Papa-prêmios

Depois do Prêmio SP, Altair Martins festeja também o Prêmio Moacyr Scliar

Autor já está com seu sexto livro, o segundo romance, pronto para lançamento pela editora Record

26/03/2013 | 15h01
Depois do Prêmio SP, Altair Martins festeja também o Prêmio Moacyr Scliar Mauro Vieira/Agencia RBS
Altair Martins Foto: Mauro Vieira / Agencia RBS

– Vou comprar tempo.

Era o que dizia o escritor Altair Martins ao embolsar os R$ 200 mil do Prêmio São Paulo de Literatura, em 2009. O discurso não mudou com a recente vitória no Prêmio Moacyr Scliar, que lhe rendeu R$ 150 mil.

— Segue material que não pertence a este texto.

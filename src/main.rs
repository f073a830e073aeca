//! Loyalty reward node
//!
//! Replays a block of transfers through the reward engine on a temporary sled
//! database and prints the settlement report. Pass a JSON config path as the
//! first argument to override the built-in configuration.

use loyalty_core::config::{load_global_config, GlobalConfig};
use loyalty_core::constants::{REWARD_TOKEN, SECONDS_PER_DAY, SETTLEMENT_TOKEN, WEI_PER_TOKEN};
use loyalty_core::engine::{
    BaseRewardContext, Engine, LedgerState, MarketInputs, ProgramRewardContext,
};
use loyalty_core::registry::{Program, Registry};
use loyalty_core::storage::{LoyaltyState, SledStore};
use loyalty_core::types::{Account, Address, Amount, ProgramId};
use tracing::info;
use tracing_subscriber::EnvFilter;

/// Block time of the replayed block (2024-01-15 15:00 UTC)
const BLOCK_TIME: u64 = 1_705_330_800;

const TREASURY_FUNDING: Amount = 10_000 * WEI_PER_TOKEN;
const PAYMASTER_FUNDING: Amount = 500 * WEI_PER_TOKEN;
const DAILY_FEES: Amount = 100 * WEI_PER_TOKEN;

fn default_config() -> GlobalConfig {
    GlobalConfig {
        active: true,
        treasury: Address([0xee; 20]),
        ..GlobalConfig::default()
    }
    .normalize()
}

fn main() -> Result<(), Box<dyn std::error::Error>> {
    tracing_subscriber::fmt()
        .with_env_filter(
            EnvFilter::try_from_default_env().unwrap_or_else(|_| EnvFilter::new("info")),
        )
        .init();

    println!("╔══════════════════════════════════════════════════════════╗");
    println!("║                 NHB LOYALTY REWARD NODE                  ║");
    println!("║        Deterministic · Capped · Pro-rata settled         ║");
    println!("╚══════════════════════════════════════════════════════════╝");
    println!();

    let cfg = match std::env::args().nth(1) {
        Some(path) => {
            info!(%path, "loading config");
            load_global_config(&path)?
        }
        None => default_config(),
    };

    let mut state = LoyaltyState::new(SledStore::temporary()?);
    state.set_global_config(&cfg)?;
    state.register_token(SETTLEMENT_TOKEN)?;
    state.register_token(REWARD_TOKEN)?;
    state.put_account(&cfg.treasury, &Account::with_znhb(TREASURY_FUNDING))?;
    for days_ago in 0..7 {
        state.record_fees(BLOCK_TIME - days_ago * SECONDS_PER_DAY, 0, DAILY_FEES)?;
    }

    // one merchant business with a funded paymaster and a 2% program
    let merchant = Address([0x4d; 20]);
    let paymaster = Address([0x50; 20]);
    state.put_account(&paymaster, &Account::with_znhb(PAYMASTER_FUNDING))?;
    let program = Program {
        id: ProgramId::derive(&merchant, "coffee-club"),
        owner: merchant,
        pool: paymaster,
        token_symbol: REWARD_TOKEN.to_string(),
        accrual_bps: 200,
        daily_cap_user: 50 * WEI_PER_TOKEN,
        active: true,
        ..Program::default()
    };
    {
        let mut registry = Registry::new(&mut state);
        let business = registry.register_business(&merchant, "Coffee Club")?;
        registry.add_merchant(&business, &merchant, &merchant)?;
        registry.set_paymaster(&business, &merchant, &paymaster)?;
        registry.set_paymaster_reserve(&business, &merchant, 100 * WEI_PER_TOKEN)?;
        registry.create_program(&merchant, &program)?;
    }

    println!("Config:");
    println!("  Treasury:    {}", cfg.treasury);
    println!("  Base rate:   {} bps", cfg.base_bps);
    println!("  Pro-rata:    {}", cfg.dynamic.pro_rate_enabled());
    println!("  Program:     {} ({} bps)", program.id, program.accrual_bps);
    println!();

    let engine = Engine::new();
    let transfers: [(u8, Amount); 4] = [(1, 1_000), (2, 1_000), (3, 1_000), (3, 5)];
    println!("Transfers:");
    for (i, (sender, tokens)) in transfers.iter().enumerate() {
        let from = Address([*sender; 20]);
        let amount = tokens * WEI_PER_TOKEN;
        let mut ctx = ProgramRewardContext::new(BaseRewardContext {
            tx_hash: *blake3::hash(&(i as u64).to_le_bytes()).as_bytes(),
            from,
            to: merchant,
            token: SETTLEMENT_TOKEN.to_string(),
            amount,
            timestamp: BLOCK_TIME + i as u64,
            from_account: Some(state.get_account(&from)?),
        });
        let Some(rewards) = engine.on_transaction_success(&mut state, &mut ctx) else {
            println!("  #{i} rewards paused");
            continue;
        };
        if let Some(account) = ctx.base.from_account {
            state.put_account(&from, &account)?;
        }
        let program_tag = rewards.program.as_ref().map_or("n/a", |p| p.tag());
        println!(
            "  #{i} {from} spent {tokens:>5} NHB  base={} ({})  program={} ({})",
            rewards.base.reward(),
            rewards.base.tag(),
            rewards.program.as_ref().map_or(0, |p| p.reward()),
            program_tag,
        );
    }
    println!();

    let report = engine.end_block(&mut state, BLOCK_TIME + 60, &MarketInputs::default())?;
    println!("Settlement {}:", report.day);
    println!("  Demand:      {}", report.demand);
    println!("  Available:   {}", report.available);
    println!("  Settled:     {}", report.settled);
    println!("  Ratio (1e18): {}", report.ratio_fp);
    println!("  Pro-rated:   {}", report.pro_rated);
    for record in &report.records {
        println!(
            "    {} requested {} settled {}",
            record.recipient, record.requested, record.settled
        );
    }
    println!();

    for event in state.events() {
        info!(kind = %event.kind, attrs = ?event.attributes, "event");
    }
    println!("State fingerprint: {}", hex::encode(state.fingerprint()?));
    Ok(())
}
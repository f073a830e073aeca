//! Engine module - reward evaluation per transaction and settlement per block

mod base;
mod context;
mod program;
mod skip;
mod state;

pub use base::*;
pub use context::*;
pub use program::*;
pub use skip::*;
pub use state::*;

use tracing::debug;

use crate::budget::{BudgetController, BudgetDecision, BudgetInputs, DynamicState, PriceObservation};
use crate::config::DynamicConfig;
use crate::constants::{FEE_WINDOW_DAYS, MODULE_NAME};
use crate::settlement::{
    settle_block, SettlementError, SettlementMode, SettlementParams, SettlementReport,
    SettlementState,
};
use crate::types::{day_key, Amount};

/// Outcomes of one successful transfer
#[derive(Debug, Clone, PartialEq, Eq)]
pub struct TransactionRewards {
    pub base: RewardOutcome,
    /// `None` when the state has no program capability
    pub program: Option<RewardOutcome>,
}

/// Market data the host supplies at block end
#[derive(Debug, Clone, Default, PartialEq, Eq)]
pub struct MarketInputs {
    pub price: Option<PriceObservation>,
    pub initial_supply: Option<Amount>,
}

/// Loyalty reward engine
///
/// Stateless; every call reads the config snapshot from the supplied state.
#[derive(Debug, Default, Clone, Copy)]
pub struct Engine;

impl Engine {
    pub fn new() -> Self {
        Engine
    }

    /// Evaluate base then program rewards after a transfer succeeded
    ///
    /// Returns `None` when the loyalty module is paused; nothing is evaluated
    /// and no event is emitted. A program credit lands in
    /// `ctx.base.from_account`, which the caller persists.
    pub fn on_transaction_success<S: BaseRewardState + ?Sized>(
        &self,
        state: &mut S,
        ctx: &mut ProgramRewardContext,
    ) -> Option<TransactionRewards> {
        match state.is_paused(MODULE_NAME) {
            Ok(false) => {}
            Ok(true) => {
                debug!("loyalty module paused, rewards not evaluated");
                return None;
            }
            Err(e) => {
                debug!(error = %e, "pause flag unreadable, rewards not evaluated");
                return None;
            }
        }
        let base = apply_base_reward(state, &ctx.base);
        let program = state
            .program_state()
            .map(|program_state| apply_program_reward(program_state, ctx));
        Some(TransactionRewards { base, program })
    }

    /// Run the budget controller and settle the block's pending base rewards
    ///
    /// A config, controller or treasury read failure leaves the pending queue
    /// in place so the host can retry the block end.
    pub fn end_block<S: SettlementState + ?Sized>(
        &self,
        state: &mut S,
        now: u64,
        market: &MarketInputs,
    ) -> Result<SettlementReport, SettlementError> {
        let cfg = match state.global_config()? {
            Some(cfg) => cfg.normalize(),
            None if !state.has_pending_rewards() => {
                return Ok(SettlementReport { day: day_key(now), ..SettlementReport::default() })
            }
            None => return Err(SettlementError::MissingConfig),
        };

        let (dynamic_state, decision) = self.run_controller(state, &cfg.dynamic, now, market)?;
        let treasury_balance = state.get_account(&cfg.treasury)?.balance_znhb;
        let mode = SettlementMode::from_config(&cfg.dynamic);
        let budget = mode.budget(treasury_balance, &decision, cfg.dynamic.pro_rate_enforced());
        debug!(?mode, budget, effective_bps = decision.effective_bps, "settlement budget");

        // Drained only once every fallible read has succeeded
        let queue = state.take_pending_rewards();
        settle_block(
            state,
            queue,
            SettlementParams {
                treasury: cfg.treasury,
                now,
                budget,
                dynamic_state: Some(dynamic_state),
            },
        )
    }

    fn run_controller<S: SettlementState + ?Sized>(
        &self,
        state: &S,
        cfg: &DynamicConfig,
        now: u64,
        market: &MarketInputs,
    ) -> Result<(DynamicState, BudgetDecision), SettlementError> {
        let controller = BudgetController::new(cfg);
        let cfg = controller.config();
        let mut dynamic_state = state
            .dynamic_state()?
            .unwrap_or_else(|| DynamicState::from_config(cfg));
        let inputs = BudgetInputs {
            now,
            fees_7d: state.fees_window(now, FEE_WINDOW_DAYS)?,
            fees_lookback: state.fees_window(now, cfg.coverage_lookback_days)?,
            paid_lookback: state.paid_window(now, cfg.coverage_lookback_days)?,
            paid_today: state.day_totals(&day_key(now))?.paid,
            initial_supply: market.initial_supply,
            price: market.price,
        };
        let decision = controller.evaluate(&mut dynamic_state, &inputs);
        Ok((dynamic_state, decision))
    }
}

– Preciso diminuir a correria – ele diz. – Naquele tempo, eu dava aula das 7h30min às 22h30min, todos os dias. Consegui aliviar um pouco a carga horária. Agora vou fazer o mesmo. Cada vez que aceito um convite para um debate, para um bate-papo com leitores ou para promover um livro, preciso recuperar aulas, e minha rotina fica quase inviável.

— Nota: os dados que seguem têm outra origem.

//! Settlement module - pending reward queue and pro-rata block settlement

mod queue;
mod settle;

pub use queue::*;
pub use settle::*;

use serde::{Deserialize, Serialize};
use thiserror::Error;

use crate::budget::{BudgetDecision, DynamicState};
use crate::config::DynamicConfig;
use crate::engine::LedgerState;
use crate::storage::StorageError;
use crate::types::{Account, Address, Amount};

/// Fatal block-processing errors
#[derive(Debug, Error)]
pub enum SettlementError {
    #[error("Settlement storage failure: {0}")]
    Storage(#[from] StorageError),
    #[error("Settlement arithmetic overflow")]
    Overflow,
    #[error("Pending rewards queued without a loyalty config")]
    MissingConfig,
}

/// How the block budget is derived
#[derive(Debug, Clone, Copy, PartialEq, Eq)]
pub enum SettlementMode {
    /// Spend up to the treasury balance
    Immediate,
    /// Spend up to the controller ceiling, never more than the treasury holds
    ProRata,
}

impl SettlementMode {
    pub fn from_config(cfg: &DynamicConfig) -> Self {
        if cfg.pro_rate_enabled() {
            SettlementMode::ProRata
        } else {
            SettlementMode::Immediate
        }
    }

    /// Budget offered to settlement for this block
    ///
    /// An aborted controller run leaves no ceiling; enforcement then pays
    /// nothing instead of falling back to the treasury balance.
    pub fn budget(
        &self,
        treasury_balance: Amount,
        decision: &BudgetDecision,
        enforce: bool,
    ) -> Amount {
        match self {
            SettlementMode::Immediate => treasury_balance,
            SettlementMode::ProRata => match decision.ceiling {
                Some(ceiling) => ceiling.min(treasury_balance),
                None if enforce => 0,
                None => treasury_balance,
            },
        }
    }
}

/// Proposed (demand) and paid (settled) totals for one UTC day
#[derive(Debug, Clone, Copy, Default, PartialEq, Eq, Serialize, Deserialize)]
pub struct DayTotals {
    pub proposed: Amount,
    pub paid: Amount,
}

/// Writes of one settlement, committed atomically
#[derive(Debug, Clone, Default, PartialEq)]
pub struct SettlementBatch {
    pub accounts: Vec<(Address, Account)>,
    pub day_totals: Option<(String, DayTotals)>,
    pub dynamic_state: Option<DynamicState>,
}

/// State access for end-of-block settlement
pub trait SettlementState: LedgerState {
    /// Drain the block's pending rewards
    fn take_pending_rewards(&mut self) -> PendingQueue;

    fn has_pending_rewards(&self) -> bool;

    fn day_totals(&self, day: &str) -> Result<DayTotals, StorageError>;

    /// ZNHB fees over the `days` UTC days ending with the day of `now`
    fn fees_window(&self, now: u64, days: u32) -> Result<Amount, StorageError>;

    /// Rewards paid over the `days` UTC days ending with the day of `now`
    fn paid_window(&self, now: u64, days: u32) -> Result<Amount, StorageError>;

    /// Apply every write of the batch or none
    fn commit_settlement(&mut self, batch: SettlementBatch) -> Result<(), StorageError>;
}
//! Budget module - dynamic rate controller and oracle price guard

mod controller;
mod price_guard;

pub use controller::*;
pub use price_guard::*;
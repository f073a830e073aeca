//! Storage module - key-value backends, key layout and the typed loyalty state

mod kv;
mod state;
mod fees;
pub mod keys;

pub use kv::*;
pub use state::*;
pub use fees::*;

use thiserror::Error;

/// Storage errors
#[derive(Debug, Error)]
pub enum StorageError {
    #[error("Storage backend error: {0}")]
    Backend(#[from] sled::Error),
    #[error("Encoding error: {0}")]
    Codec(#[from] bincode::Error),
    #[error("Corrupt entry: {0}")]
    Corrupt(String),
    #[error("Storage unavailable: {0}")]
    Unavailable(String),
}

O novo papa-prêmios da literatura brasileira tem 38 anos, quatro livros de contos (incluindo Enquanto Água, vencedor do Prêmio Scliar) e um romance (A Parede no Escuro, do Prêmio SP). Dá aulas em dois cursos pré-vestibulares, um deles em Caxias do Sul, e no Ensino Médio do Colégio Rosário, na Capital – algo que associa à vocação e que não deixará de fazer:

– O pessoal brinca que fiquei milionário, mas é uma questão de investimento. Com o Prêmio SP, pude ter mais tempo para o meu doutorado. Agora sinto melhor isso de que se fala que é a profissionalização. A literatura me parece mais natural, mais adequada ao meu dia a dia. Está mais tranquilo escrever. Mas não abrirei mão de dar aula. Tenho muito orgulho do trabalho de formação de leitores a partir dos clássicos que aplico com os alunos do Rosário. Apresentar Shakespeare para a gurizada, discutir Shakespeare com eles é algo muito marcante.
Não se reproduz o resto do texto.